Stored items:

——

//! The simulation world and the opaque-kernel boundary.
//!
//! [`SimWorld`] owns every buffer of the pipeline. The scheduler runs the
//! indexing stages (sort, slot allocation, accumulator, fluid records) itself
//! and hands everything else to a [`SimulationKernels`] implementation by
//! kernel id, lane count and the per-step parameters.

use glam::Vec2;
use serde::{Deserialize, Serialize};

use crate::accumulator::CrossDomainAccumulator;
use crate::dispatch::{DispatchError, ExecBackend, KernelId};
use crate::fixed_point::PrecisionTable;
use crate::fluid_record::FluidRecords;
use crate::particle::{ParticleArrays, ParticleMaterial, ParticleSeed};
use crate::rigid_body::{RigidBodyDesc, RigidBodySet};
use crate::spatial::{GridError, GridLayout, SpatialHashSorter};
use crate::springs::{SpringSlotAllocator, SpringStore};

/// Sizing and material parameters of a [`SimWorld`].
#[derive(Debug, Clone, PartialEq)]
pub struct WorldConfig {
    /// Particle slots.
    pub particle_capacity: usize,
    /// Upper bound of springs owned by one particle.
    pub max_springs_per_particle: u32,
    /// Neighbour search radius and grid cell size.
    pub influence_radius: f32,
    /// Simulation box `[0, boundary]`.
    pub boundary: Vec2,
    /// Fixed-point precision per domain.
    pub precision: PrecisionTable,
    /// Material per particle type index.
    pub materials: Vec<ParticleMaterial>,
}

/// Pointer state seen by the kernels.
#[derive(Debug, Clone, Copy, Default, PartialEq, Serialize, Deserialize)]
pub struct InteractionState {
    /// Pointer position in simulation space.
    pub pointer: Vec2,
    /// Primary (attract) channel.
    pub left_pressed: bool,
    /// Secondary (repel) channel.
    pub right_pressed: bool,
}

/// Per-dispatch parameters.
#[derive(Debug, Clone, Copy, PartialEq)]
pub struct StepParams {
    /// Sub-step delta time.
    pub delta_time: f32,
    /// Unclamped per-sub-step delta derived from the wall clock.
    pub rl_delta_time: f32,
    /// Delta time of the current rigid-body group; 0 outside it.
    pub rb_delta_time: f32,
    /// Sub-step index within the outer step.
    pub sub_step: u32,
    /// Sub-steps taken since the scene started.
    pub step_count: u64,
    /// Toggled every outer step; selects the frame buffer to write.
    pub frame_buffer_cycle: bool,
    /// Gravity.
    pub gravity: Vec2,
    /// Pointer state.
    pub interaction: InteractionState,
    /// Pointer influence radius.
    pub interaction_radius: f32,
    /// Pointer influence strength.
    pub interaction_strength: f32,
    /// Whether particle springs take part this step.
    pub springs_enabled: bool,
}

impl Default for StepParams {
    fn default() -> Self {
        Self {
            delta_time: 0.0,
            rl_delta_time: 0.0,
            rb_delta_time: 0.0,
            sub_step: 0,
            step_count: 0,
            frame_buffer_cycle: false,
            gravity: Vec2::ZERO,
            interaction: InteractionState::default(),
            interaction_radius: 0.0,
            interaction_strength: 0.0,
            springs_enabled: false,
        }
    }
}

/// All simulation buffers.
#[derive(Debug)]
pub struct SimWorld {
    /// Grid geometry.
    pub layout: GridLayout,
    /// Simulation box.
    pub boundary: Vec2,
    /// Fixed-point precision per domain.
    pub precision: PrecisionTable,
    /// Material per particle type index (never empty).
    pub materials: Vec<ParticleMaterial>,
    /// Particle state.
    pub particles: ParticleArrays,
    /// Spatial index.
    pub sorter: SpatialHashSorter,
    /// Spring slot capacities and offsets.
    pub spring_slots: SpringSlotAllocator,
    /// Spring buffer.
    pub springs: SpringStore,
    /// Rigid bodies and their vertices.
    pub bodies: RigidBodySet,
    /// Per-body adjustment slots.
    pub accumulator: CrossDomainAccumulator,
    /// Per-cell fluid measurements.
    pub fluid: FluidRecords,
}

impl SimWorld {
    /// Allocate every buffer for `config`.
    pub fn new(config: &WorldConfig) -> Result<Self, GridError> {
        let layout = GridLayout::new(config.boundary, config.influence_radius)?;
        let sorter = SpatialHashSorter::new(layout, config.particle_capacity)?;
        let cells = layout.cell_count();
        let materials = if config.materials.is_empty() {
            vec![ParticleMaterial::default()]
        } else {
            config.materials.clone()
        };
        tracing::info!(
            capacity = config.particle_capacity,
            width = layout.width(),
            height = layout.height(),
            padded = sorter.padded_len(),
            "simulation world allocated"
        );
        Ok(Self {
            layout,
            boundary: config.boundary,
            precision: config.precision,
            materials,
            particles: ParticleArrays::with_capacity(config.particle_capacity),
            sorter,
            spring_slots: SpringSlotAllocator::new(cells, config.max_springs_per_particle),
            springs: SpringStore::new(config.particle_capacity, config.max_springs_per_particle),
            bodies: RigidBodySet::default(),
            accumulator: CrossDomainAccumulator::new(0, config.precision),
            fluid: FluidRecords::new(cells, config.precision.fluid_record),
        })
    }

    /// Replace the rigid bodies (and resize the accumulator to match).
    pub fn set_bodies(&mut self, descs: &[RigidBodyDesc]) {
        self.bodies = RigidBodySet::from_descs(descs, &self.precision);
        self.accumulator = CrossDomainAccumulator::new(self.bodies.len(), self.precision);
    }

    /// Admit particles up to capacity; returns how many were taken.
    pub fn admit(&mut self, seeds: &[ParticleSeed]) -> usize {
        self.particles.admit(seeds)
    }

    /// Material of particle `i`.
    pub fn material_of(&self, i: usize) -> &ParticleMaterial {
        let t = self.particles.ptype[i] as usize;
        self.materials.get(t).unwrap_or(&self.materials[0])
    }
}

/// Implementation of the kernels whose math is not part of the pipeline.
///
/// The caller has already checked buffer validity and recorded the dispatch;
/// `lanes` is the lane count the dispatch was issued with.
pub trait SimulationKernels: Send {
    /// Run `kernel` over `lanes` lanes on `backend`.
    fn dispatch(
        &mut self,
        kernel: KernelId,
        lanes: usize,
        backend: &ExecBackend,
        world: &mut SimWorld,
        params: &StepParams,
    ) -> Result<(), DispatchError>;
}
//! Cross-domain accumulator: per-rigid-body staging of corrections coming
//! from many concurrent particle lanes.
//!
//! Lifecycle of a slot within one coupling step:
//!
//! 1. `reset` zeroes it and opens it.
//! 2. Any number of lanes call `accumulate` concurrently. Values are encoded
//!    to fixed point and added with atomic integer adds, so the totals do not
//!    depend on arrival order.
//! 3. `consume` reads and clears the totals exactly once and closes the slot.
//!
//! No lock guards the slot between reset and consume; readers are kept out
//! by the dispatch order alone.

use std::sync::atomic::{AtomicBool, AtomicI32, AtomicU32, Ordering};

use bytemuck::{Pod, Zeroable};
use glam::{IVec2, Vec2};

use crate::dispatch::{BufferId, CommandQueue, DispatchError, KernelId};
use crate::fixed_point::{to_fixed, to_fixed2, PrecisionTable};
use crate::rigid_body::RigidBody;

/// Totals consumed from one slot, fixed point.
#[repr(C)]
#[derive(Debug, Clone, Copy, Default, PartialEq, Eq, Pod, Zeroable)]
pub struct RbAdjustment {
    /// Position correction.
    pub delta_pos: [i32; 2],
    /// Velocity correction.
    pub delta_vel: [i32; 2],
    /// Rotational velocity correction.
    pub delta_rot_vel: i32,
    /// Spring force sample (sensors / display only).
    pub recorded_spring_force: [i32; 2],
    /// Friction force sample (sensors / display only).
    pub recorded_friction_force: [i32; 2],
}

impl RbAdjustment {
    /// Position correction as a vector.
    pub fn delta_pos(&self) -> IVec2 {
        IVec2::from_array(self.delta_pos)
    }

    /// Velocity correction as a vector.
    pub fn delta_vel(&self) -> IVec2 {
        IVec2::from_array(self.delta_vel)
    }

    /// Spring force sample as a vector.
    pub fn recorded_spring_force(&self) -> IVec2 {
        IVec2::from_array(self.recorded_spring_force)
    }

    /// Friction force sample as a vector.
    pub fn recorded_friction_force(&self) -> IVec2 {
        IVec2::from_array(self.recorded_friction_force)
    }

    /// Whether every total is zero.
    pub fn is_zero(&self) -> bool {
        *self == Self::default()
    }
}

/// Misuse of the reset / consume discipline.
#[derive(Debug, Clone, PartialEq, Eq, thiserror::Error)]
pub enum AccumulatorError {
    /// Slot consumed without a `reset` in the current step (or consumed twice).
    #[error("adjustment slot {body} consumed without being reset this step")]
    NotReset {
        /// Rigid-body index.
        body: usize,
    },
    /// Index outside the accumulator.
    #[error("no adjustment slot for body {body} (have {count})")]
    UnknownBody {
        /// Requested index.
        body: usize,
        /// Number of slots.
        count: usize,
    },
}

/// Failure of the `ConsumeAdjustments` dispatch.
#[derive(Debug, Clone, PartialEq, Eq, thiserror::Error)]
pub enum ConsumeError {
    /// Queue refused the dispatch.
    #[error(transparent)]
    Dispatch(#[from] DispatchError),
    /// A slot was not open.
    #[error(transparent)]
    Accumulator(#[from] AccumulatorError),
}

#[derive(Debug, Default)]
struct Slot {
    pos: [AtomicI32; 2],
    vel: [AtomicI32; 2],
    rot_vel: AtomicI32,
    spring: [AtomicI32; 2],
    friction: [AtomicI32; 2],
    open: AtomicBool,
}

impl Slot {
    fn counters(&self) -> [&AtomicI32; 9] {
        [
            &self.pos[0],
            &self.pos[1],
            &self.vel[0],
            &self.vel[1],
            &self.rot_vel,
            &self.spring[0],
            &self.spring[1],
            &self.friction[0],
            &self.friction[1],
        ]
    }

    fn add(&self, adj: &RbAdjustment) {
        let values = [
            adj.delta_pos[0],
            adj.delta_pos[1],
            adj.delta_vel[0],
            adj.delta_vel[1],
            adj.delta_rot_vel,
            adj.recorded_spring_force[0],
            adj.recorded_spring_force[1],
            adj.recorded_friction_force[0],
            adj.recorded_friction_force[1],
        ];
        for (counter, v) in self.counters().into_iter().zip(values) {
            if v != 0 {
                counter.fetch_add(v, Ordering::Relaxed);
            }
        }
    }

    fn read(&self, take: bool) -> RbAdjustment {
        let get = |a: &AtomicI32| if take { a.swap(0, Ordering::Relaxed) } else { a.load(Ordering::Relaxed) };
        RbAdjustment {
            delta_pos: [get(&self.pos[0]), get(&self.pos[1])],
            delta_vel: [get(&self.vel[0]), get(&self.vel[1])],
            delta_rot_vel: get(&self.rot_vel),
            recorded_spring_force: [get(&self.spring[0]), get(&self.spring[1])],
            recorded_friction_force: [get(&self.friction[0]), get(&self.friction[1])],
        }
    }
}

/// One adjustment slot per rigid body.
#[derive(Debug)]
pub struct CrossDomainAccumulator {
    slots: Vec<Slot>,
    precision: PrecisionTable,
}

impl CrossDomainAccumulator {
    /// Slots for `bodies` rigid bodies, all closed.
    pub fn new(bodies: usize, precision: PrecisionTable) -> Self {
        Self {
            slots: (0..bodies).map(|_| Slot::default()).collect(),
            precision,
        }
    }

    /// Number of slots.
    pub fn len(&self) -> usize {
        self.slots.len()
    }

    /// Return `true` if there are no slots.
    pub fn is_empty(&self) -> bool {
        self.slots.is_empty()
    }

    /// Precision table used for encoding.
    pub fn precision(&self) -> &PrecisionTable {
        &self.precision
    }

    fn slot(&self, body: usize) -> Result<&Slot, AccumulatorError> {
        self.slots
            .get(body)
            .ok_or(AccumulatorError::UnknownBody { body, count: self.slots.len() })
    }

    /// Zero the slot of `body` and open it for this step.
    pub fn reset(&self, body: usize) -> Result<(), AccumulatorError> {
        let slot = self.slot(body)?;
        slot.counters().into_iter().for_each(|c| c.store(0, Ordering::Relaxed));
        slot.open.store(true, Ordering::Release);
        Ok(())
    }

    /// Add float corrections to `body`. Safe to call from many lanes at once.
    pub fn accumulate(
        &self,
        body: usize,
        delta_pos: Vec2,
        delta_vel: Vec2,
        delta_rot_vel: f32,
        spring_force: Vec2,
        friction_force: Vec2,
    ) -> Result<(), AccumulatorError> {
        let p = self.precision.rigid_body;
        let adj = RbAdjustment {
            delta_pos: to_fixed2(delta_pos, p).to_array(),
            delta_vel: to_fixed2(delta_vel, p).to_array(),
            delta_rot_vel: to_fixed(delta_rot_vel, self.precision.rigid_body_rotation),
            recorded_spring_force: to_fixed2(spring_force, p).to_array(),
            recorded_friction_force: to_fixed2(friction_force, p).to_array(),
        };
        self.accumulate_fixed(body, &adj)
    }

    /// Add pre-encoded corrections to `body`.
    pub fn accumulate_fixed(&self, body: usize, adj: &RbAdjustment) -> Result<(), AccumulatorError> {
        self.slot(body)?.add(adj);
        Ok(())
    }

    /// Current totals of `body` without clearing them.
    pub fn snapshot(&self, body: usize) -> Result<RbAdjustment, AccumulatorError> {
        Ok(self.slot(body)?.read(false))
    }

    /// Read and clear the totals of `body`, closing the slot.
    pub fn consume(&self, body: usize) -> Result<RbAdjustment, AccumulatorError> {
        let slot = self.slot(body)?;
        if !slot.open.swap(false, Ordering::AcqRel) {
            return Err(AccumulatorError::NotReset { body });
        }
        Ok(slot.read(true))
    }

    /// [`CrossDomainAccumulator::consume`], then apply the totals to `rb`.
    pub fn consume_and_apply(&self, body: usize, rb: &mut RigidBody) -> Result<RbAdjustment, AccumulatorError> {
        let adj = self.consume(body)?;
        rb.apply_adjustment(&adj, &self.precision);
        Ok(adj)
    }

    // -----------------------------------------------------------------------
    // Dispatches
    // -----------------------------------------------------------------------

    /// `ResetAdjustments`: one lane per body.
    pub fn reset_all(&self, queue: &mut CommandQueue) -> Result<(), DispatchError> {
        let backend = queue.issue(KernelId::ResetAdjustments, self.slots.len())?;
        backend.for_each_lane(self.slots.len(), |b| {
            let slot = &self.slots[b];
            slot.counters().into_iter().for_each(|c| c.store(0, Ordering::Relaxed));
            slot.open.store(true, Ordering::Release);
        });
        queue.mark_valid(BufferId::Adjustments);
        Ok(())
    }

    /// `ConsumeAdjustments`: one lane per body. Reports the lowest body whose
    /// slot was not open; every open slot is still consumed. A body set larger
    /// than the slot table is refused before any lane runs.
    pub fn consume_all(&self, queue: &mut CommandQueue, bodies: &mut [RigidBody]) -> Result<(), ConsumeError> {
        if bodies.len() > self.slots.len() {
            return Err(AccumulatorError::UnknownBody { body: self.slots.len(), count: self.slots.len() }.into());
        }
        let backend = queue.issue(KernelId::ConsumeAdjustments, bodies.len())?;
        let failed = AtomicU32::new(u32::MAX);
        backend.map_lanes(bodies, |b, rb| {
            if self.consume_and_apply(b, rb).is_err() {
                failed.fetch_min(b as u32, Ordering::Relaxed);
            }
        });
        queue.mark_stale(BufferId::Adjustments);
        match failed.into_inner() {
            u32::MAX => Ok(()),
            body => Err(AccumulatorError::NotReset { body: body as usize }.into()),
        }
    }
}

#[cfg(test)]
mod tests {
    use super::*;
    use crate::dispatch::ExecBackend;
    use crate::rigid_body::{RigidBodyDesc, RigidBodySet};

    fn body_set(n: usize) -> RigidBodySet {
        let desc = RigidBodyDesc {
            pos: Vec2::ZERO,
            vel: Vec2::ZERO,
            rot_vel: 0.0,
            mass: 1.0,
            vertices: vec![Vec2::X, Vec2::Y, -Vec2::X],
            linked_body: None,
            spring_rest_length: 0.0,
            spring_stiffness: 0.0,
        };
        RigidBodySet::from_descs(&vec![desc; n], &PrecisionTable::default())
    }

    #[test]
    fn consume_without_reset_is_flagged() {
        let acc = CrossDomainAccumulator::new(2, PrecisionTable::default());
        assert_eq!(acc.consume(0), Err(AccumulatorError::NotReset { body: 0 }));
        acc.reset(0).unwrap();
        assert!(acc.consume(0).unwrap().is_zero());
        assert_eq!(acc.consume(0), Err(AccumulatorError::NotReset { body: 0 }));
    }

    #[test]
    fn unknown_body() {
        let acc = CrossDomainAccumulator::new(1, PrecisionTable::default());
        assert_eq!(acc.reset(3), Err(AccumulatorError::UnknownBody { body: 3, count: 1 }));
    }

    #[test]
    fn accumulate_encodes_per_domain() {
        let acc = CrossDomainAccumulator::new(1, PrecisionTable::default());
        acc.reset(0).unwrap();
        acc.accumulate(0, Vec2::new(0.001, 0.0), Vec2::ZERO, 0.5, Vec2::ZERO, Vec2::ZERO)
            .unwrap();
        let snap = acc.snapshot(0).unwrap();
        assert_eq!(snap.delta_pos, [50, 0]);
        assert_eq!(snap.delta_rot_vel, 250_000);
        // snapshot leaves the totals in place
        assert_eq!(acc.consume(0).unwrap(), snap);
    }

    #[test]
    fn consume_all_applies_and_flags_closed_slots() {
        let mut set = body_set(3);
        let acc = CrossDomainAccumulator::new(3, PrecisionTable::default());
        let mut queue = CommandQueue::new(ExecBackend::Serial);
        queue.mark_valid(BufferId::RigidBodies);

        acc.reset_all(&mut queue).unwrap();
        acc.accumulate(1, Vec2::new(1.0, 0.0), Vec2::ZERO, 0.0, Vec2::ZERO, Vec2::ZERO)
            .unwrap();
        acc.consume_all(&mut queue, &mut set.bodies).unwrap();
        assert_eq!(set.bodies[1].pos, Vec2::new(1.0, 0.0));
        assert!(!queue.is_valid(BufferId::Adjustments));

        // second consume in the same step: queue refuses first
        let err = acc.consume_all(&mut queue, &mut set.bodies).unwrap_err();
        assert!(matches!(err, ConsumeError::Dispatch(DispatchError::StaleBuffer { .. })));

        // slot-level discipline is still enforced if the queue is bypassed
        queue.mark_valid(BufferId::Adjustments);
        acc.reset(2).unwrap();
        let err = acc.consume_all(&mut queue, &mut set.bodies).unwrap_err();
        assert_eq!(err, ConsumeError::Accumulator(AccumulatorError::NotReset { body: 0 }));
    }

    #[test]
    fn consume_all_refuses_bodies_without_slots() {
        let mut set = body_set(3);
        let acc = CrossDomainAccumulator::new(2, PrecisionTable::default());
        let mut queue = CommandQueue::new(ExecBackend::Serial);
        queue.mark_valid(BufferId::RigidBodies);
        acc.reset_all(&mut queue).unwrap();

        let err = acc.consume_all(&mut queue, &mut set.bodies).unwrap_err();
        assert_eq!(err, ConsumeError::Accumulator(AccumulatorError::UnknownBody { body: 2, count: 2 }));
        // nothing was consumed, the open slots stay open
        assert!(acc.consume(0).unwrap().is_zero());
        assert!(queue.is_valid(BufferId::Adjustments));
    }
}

——

EXERCISE DESCRIPTION. If a line in the data above contains "boundary", return that line.

RESULT OF THIS EXERCISE.
//! The simulation world and the opaque-kernel boundary.
    /// Simulation box `[0, boundary]`.
    pub boundary: Vec2,
    pub boundary: Vec2,
        let layout = GridLayout::new(config.boundary, config.influence_radius)?;
            boundary: config.boundary,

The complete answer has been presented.